## PROMPT
In the listing below, find each line that holds "payload" and list it.

______

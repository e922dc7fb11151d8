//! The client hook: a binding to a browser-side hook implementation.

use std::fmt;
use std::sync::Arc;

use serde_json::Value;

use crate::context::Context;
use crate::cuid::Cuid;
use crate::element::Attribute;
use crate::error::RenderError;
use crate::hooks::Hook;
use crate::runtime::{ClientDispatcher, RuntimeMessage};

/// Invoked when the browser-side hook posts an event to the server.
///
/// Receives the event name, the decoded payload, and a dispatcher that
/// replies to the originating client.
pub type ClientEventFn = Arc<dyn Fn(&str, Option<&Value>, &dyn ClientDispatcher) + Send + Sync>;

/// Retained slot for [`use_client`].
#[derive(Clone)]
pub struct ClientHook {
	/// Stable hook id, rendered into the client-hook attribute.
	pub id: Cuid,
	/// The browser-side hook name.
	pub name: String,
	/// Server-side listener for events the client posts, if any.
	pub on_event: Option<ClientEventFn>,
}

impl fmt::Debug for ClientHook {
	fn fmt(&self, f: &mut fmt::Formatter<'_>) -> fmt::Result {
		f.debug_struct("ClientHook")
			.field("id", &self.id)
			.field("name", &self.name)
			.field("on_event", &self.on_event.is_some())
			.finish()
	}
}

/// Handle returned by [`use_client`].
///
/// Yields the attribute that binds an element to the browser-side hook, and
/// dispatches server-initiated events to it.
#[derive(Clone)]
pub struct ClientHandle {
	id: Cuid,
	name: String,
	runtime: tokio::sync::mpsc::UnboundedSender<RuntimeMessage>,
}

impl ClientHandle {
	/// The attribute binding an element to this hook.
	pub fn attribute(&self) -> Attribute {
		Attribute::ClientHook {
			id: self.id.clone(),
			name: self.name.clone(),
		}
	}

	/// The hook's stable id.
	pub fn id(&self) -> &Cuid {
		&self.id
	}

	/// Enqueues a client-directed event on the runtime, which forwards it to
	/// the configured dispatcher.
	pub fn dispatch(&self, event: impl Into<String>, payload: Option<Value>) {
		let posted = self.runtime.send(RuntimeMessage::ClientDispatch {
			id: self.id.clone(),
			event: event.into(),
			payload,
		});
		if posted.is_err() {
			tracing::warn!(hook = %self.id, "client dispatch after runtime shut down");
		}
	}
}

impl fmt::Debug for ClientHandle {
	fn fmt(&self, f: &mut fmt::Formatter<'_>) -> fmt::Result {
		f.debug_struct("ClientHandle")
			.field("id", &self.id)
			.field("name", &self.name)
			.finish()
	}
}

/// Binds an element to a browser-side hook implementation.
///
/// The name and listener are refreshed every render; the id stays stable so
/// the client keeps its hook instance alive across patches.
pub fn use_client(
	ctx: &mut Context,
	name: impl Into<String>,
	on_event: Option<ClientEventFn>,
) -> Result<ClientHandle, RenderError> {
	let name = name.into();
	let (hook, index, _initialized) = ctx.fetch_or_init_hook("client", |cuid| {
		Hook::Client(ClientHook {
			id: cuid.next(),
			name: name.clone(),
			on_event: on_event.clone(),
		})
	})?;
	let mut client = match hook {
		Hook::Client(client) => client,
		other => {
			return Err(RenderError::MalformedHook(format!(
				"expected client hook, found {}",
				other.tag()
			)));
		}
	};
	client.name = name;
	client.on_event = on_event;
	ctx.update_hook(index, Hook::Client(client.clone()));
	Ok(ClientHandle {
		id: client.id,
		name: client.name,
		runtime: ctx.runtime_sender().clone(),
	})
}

______

## EXERCISE SOLUTION
/// Receives the event name, the decoded payload, and a dispatcher that
	pub fn dispatch(&self, event: impl Into<String>, payload: Option<Value>) {
			payload,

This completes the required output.